Vivian DeGain: I celebrate becoming a Jew by Choice 11 years ago with the reprint of my essay, shared aloud with my congregation at the time.

For January 20, 2006

Today, the Hebrew calendar date is 20 Tevet, 5766, which counts six thousand years of the Hebrew calendar/ and some 4,000 years of written/ oral Hebrew history, dating to the time of Abraham.

And from that history, two of my favorite stories quote the wisdom of Rabbi Hillel and Rabbi Sha-mmai: two great scholars born a generation before Jesus.

“Hillel and Sha-mmai are often compared with one another because they were contemporaries, and the leaders of two opposing schools of thought. The Talmud records over 300 differences of opinion between the two schools.

“Rabbi Hillel was born to a wealthy family in Babylonia, but came to Jerusalem without the financial support of his family, and supported himself as a woodcutter. It is said that he lived in such great poverty that he was sometimes unable to pay the fee to study Torah and because of him that fee was abolished. He was known for his kindness, his gentleness, and his concern for humanity.

One of his most famous sayings, recorded in Pirkei Avot (Ethics of the Fathers, in the Mishna) is: “If I am not for myself, then who will be for me?

And if I am only for myself, then what am I?

And if not now, when?

“Rabbi Shammai was an engineer, known for the strictness of his views. Writers from the Talmud tell that a non-Jew approached Shammai saying that he would convert to Judaism if the Rabbi could teach him the whole Torah in the time that he could stand on one foot.

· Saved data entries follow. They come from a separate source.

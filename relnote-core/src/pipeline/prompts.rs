//! Prompt templates for the pipeline stages
//!
//! Each builder shapes ticket fields into the stage's prompt and states the
//! exact JSON contract the parser expects. Long free-text fields are
//! truncated to keep prompts bounded.

use crate::meetings::Meeting;
use crate::pipeline::draft::PendingEntry;
use crate::pipeline::{EntryKind, FilterOutcome};
use crate::ticket::{truncate, Ticket};

/// Character budget for a ticket description in the filter prompt
const FILTER_DESCRIPTION_CHARS: usize = 1500;
/// Comments fed to the filter prompt: at most this many per ticket
const FILTER_MAX_COMMENTS: usize = 5;
/// Character budget per comment in the filter prompt
const FILTER_COMMENT_CHARS: usize = 800;
/// Character budget per ticket description in the draft prompt
const DRAFT_DESCRIPTION_CHARS: usize = 800;
/// Character budget for the combined meeting notes in the context prompt
const CONTEXT_NOTES_CHARS: usize = 3000;
/// Character budget per ticket description in the tailored prompt
const TAILOR_FEATURE_CHARS: usize = 500;
const TAILOR_FIX_CHARS: usize = 300;

/// Filter stage prompt over all fetched tickets
pub fn filter_prompt(tickets: &[Ticket]) -> String {
    let tickets_text = tickets
        .iter()
        .map(|t| {
            let mut text = format!(
                "ID: {}\nTitle: {}\nAssignee: {}\nTeam: {}\nProject: {}\nInitiatives: {}\nLabels: {}\nDescription: {}",
                t.id,
                t.title,
                t.assignee_name(),
                t.team.as_deref().unwrap_or("None"),
                t.project.as_deref().unwrap_or("None"),
                if t.initiatives.is_empty() {
                    "None".to_string()
                } else {
                    t.initiatives.join(", ")
                },
                t.labels.join(", "),
                t.description_excerpt(FILTER_DESCRIPTION_CHARS),
            );
            if !t.comments.is_empty() {
                let comments = t
                    .comments
                    .iter()
                    .take(FILTER_MAX_COMMENTS)
                    .map(|c| format!("- {}", truncate(c, FILTER_COMMENT_CHARS)))
                    .collect::<Vec<_>>()
                    .join("\n");
                text.push_str("\nComments:\n");
                text.push_str(&comments);
            }
            text
        })
        .collect::<Vec<_>>()
        .join("\n\n");

    format!(
        r#"You are helping a B2B SaaS company decide which completed tickets belong in customer-facing release notes.

The tracker contains plenty of internal work. Filter out anything not worth mentioning to customers.

EXCLUDE - look for these signals:
- Testing/QA: "Test X", "QA findings", "Validate", "Run evaluations"
- Planning: "PRD", "Requirements", "Spec"
- Investigation: "Investigate", "Debug", "Answer X question", "Follow up on"
- Backend details: "schema", "endpoint", "route", "migration" (unless user-facing)
- Internal infrastructure: secret management, provisioning, DNS, CI/CD
- Vague parent tickets with no concrete deliverable

CATEGORIZATION - for EACH ticket decide: feature, fix, or exclude.
- "feature" = a NEW capability you would promote to customers: new integrations, significant UI changes that enable new workflows.
- "fix" = bug fixes, copy changes, performance improvements, minor polish. Worth mentioning but not headline news.
- "exclude" = internal work, not customer-facing.

Return a JSON array where each item has:
- "id": the ticket ID
- "decision": "feature", "fix", or "exclude"
- "reason": 5-10 word explanation

Every ticket listed below must appear exactly once in the array.
Return ONLY the JSON array.

TICKETS:
{tickets_text}"#
    )
}

/// Group stage prompt over the customer-worthy tickets
pub fn group_prompt(outcome: &FilterOutcome) -> String {
    let format_ticket = |ticket: &Ticket, was: &str| {
        format!(
            "ID: {}\nTitle: {}\nAssignee: {}\nProject: {}\nCompleted: {}\nWas: {}",
            ticket.id,
            ticket.title,
            ticket.assignee_name(),
            ticket.project.as_deref().unwrap_or("None"),
            ticket.completed_at.format("%Y-%m-%d"),
            was,
        )
    };

    let tickets_text = outcome
        .features
        .iter()
        .map(|c| format_ticket(&c.ticket, "feature"))
        .chain(outcome.fixes.iter().map(|c| format_ticket(&c.ticket, "fix")))
        .collect::<Vec<_>>()
        .join("\n\n");

    format!(
        r#"You are grouping related tickets into customer-facing features for release notes.

THE KEY QUESTION: "Would a customer think of these as ONE feature or MULTIPLE features?"

GROUP TOGETHER when tickets deliver the same underlying capability, even across frontend and backend work or different engineers. Example: "Export to PDF" + "Export to CSV" = ONE feature called "Data export".

KEEP SEPARATE when capabilities differ, even if related. Example: "GitHub integration" vs "Jira integration" = SEPARATE.

Standalone fixes go in "ungrouped_fixes".

Every ticket ID listed below must appear exactly once, either in a group or in "ungrouped_fixes". Do not invent IDs.

Return JSON:
{{
  "groups": [
    {{"name": "Feature Name", "tickets": ["id1", "id2"], "summary": "One-sentence customer benefit"}}
  ],
  "ungrouped_fixes": ["id3", "id4"]
}}

Return ONLY the JSON object.

TICKETS TO GROUP:
{tickets_text}"#
    )
}

/// Draft stage prompt over the ordered summary entries
pub(crate) fn draft_prompt(entries: &[PendingEntry<'_>]) -> String {
    let entries_text = entries
        .iter()
        .enumerate()
        .map(|(i, entry)| {
            let kind = match entry.kind {
                EntryKind::Feature => "FEATURE GROUP",
                EntryKind::Fix => "FIX",
            };
            let tickets = entry
                .tickets
                .iter()
                .map(|t| {
                    format!(
                        "  - {}: {}",
                        t.title,
                        t.description_excerpt(DRAFT_DESCRIPTION_CHARS)
                    )
                })
                .collect::<Vec<_>>()
                .join("\n");
            format!(
                "ENTRY {} ({kind}): {}\nSummary: {}\nTickets:\n{}",
                i + 1,
                entry.name,
                if entry.summary.is_empty() {
                    "N/A"
                } else {
                    entry.summary.as_str()
                },
                tickets,
            )
        })
        .collect::<Vec<_>>()
        .join("\n\n");

    format!(
        r#"You are writing customer-facing release notes in a casual, friendly tone.

For each entry below, write ONE bullet point in Slack mrkdwn:
- Use *asterisks* for bold (not **double**), • for the main bullet, ◦ for optional sub-bullets with a 4-space indent.
- Explain the "SO WHAT": not just what it does, but why it matters and what it enables.
  - BAD: "GitHub integration - now connects to GitHub"
  - GOOD: "• *GitHub integration* - pull in PR history automatically, so you can see what shipped without leaving the app"
- Use "Previously X, now Y" framing when it helps explain why a change matters.
- Keep it to 1-2 sentences for the main point; sub-bullets only when they add real value.

Return a JSON array of strings with EXACTLY {count} elements, one complete mrkdwn bullet per entry, in the same order as the entries below.
Return ONLY the JSON array.

ENTRIES:
{entries_text}"#,
        count = entries.len(),
    )
}

/// Context stage prompt over a customer's recent meeting notes
pub fn context_prompt(customer: &str, meetings: &[Meeting]) -> String {
    let meetings_text = truncate(
        &meetings
            .iter()
            .map(|m| {
                format!(
                    "=== {} ({}) ===\n{}",
                    m.title,
                    m.date.format("%Y-%m-%d"),
                    m.notes
                )
            })
            .collect::<Vec<_>>()
            .join("\n\n"),
        CONTEXT_NOTES_CHARS,
    );

    format!(
        r#"Analyze these meeting notes from calls with {customer} and extract:

1. Pain points: what problems or frustrations did they mention?
2. Feature requests: what did they ask for or wish existed?
3. Interests: which capabilities seemed most useful to them?
4. Context: their environment, tools, team structure, workflows.

Be specific and quote or paraphrase their actual words where possible.

MEETING NOTES:
{meetings_text}

Provide a structured summary that can be used to tailor release notes for this customer."#
    )
}

/// Tailored-draft prompt for a specific customer
pub fn tailor_prompt(customer: &str, context: &str, outcome: &FilterOutcome) -> String {
    let format_list = |tickets: &[crate::pipeline::CategorizedTicket], chars: usize| {
        if tickets.is_empty() {
            "None".to_string()
        } else {
            tickets
                .iter()
                .map(|c| format!("- {}: {}", c.ticket.title, c.ticket.description_excerpt(chars)))
                .collect::<Vec<_>>()
                .join("\n")
        }
    };

    let features_text = format_list(&outcome.features, TAILOR_FEATURE_CHARS);
    let fixes_text = format_list(&outcome.fixes, TAILOR_FIX_CHARS);

    format!(
        r#"You are writing customer-specific release notes for {customer}.

CUSTOMER CONTEXT (from recent calls):
{context}

FEATURES THAT SHIPPED:
{features_text}

BUG FIXES / QOL:
{fixes_text}

Write release notes that:
1. Lead with what matters to them: if a shipped feature addresses their pain points or requests, highlight it prominently.
2. Use their language: reference the tools and workflows they mentioned.
3. Skip irrelevant items: a shorter list is fine.
4. Add "you asked, we built" moments, crediting the person who raised the feedback by name.
5. Stay conversational: these notes go to a team we know.

Address the note to the TEAM (e.g. "Hey team!"), not to an individual, but DO reference individuals by name when citing their feedback.

FORMAT: Slack mrkdwn (*bold*, bullet points), concise but personalized, with a brief intro acknowledging the relationship."#
    )
}

#[cfg(test)]
mod tests {
    use super::*;
    use crate::pipeline::testing::ticket;
    use crate::pipeline::CategorizedTicket;

    #[test]
    fn test_filter_prompt_lists_every_ticket() {
        let tickets = vec![ticket("t1", "First"), ticket("t2", "Second")];
        let prompt = filter_prompt(&tickets);
        assert!(prompt.contains("ID: t1"));
        assert!(prompt.contains("ID: t2"));
        assert!(prompt.contains("Return ONLY the JSON array"));
    }

    #[test]
    fn test_filter_prompt_caps_comments() {
        let mut t = ticket("t1", "Commented ticket");
        t.comments = (1..=7).map(|n| format!("comment {}", n)).collect();
        t.initiatives = vec!["Q1 platform".to_string()];

        let prompt = filter_prompt(&[t]);
        assert!(prompt.contains("Initiatives: Q1 platform"));
        assert!(prompt.contains("- comment 1"));
        assert!(prompt.contains("- comment 5"));
        assert!(!prompt.contains("- comment 6"));

        // No comments section for a bare ticket
        let bare = filter_prompt(&[ticket("t2", "Bare")]);
        assert!(!bare.contains("Comments:"));
    }

    #[test]
    fn test_group_prompt_marks_prior_category() {
        let outcome = FilterOutcome {
            features: vec![CategorizedTicket {
                ticket: ticket("f1", "Feature one"),
                reason: "x".into(),
            }],
            fixes: vec![CategorizedTicket {
                ticket: ticket("x1", "Fix one"),
                reason: "y".into(),
            }],
            excluded: vec![],
        };
        let prompt = group_prompt(&outcome);
        assert!(prompt.contains("Was: feature"));
        assert!(prompt.contains("Was: fix"));
        // Excluded tickets never reach the group prompt
        assert!(!prompt.contains("excluded"));
    }

    #[test]
    fn test_draft_prompt_states_block_count() {
        let t1 = ticket("f1", "Export");
        let entries = vec![PendingEntry {
            kind: EntryKind::Feature,
            name: "Data export".into(),
            summary: "Export data".into(),
            tickets: vec![&t1],
        }];
        let prompt = draft_prompt(&entries);
        assert!(prompt.contains("EXACTLY 1 elements"));
        assert!(prompt.contains("ENTRY 1 (FEATURE GROUP): Data export"));
    }
}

Shammai drove him away with a stick!

“Hillel, on the other hand, converted the man, by telling him, “That which is hateful to yourself, do not do to your neighbor. That is the whole Torah; the rest is commentary. Now go and study.”

Christians recognize this as the essence of the Golden Rule.

Jews credit Rabbi Hillel, and quote the story with two sets of emphasis – one to respect all people – and the other to “go and study….”

Just as these 10 commandments (motion to them) above the Ark are from Hebrew scripture, this instruction has become familiar world-wide.

Thank you all for coming this evening to share my joy as I begin my life as a Jew, with my Hebrew name Chaya Tova bat Avraham v’Sara.

Since my first meeting with Rabbi Joseph Klein was in August, 2004, this celebration represents 17 months of formal study with my teacher (Rabbi means teacher in Hebrew) about Jewish history, culture, holidays and religion —  as well as my own intensive interpersonal investigation.

I began this study as a “grown woman on the outside,” but as a six-year-old Jew on the inside … six, only for having been a good listener to many discussions with my Jewish friends and mentors since college.

But as you can imagine, the process of conversion invites us to question so much more than content. At any age, at any time, a deeper study of one’s faith also connects us to a lifetime of inner identity, dreams, memories, fears, steps and missteps.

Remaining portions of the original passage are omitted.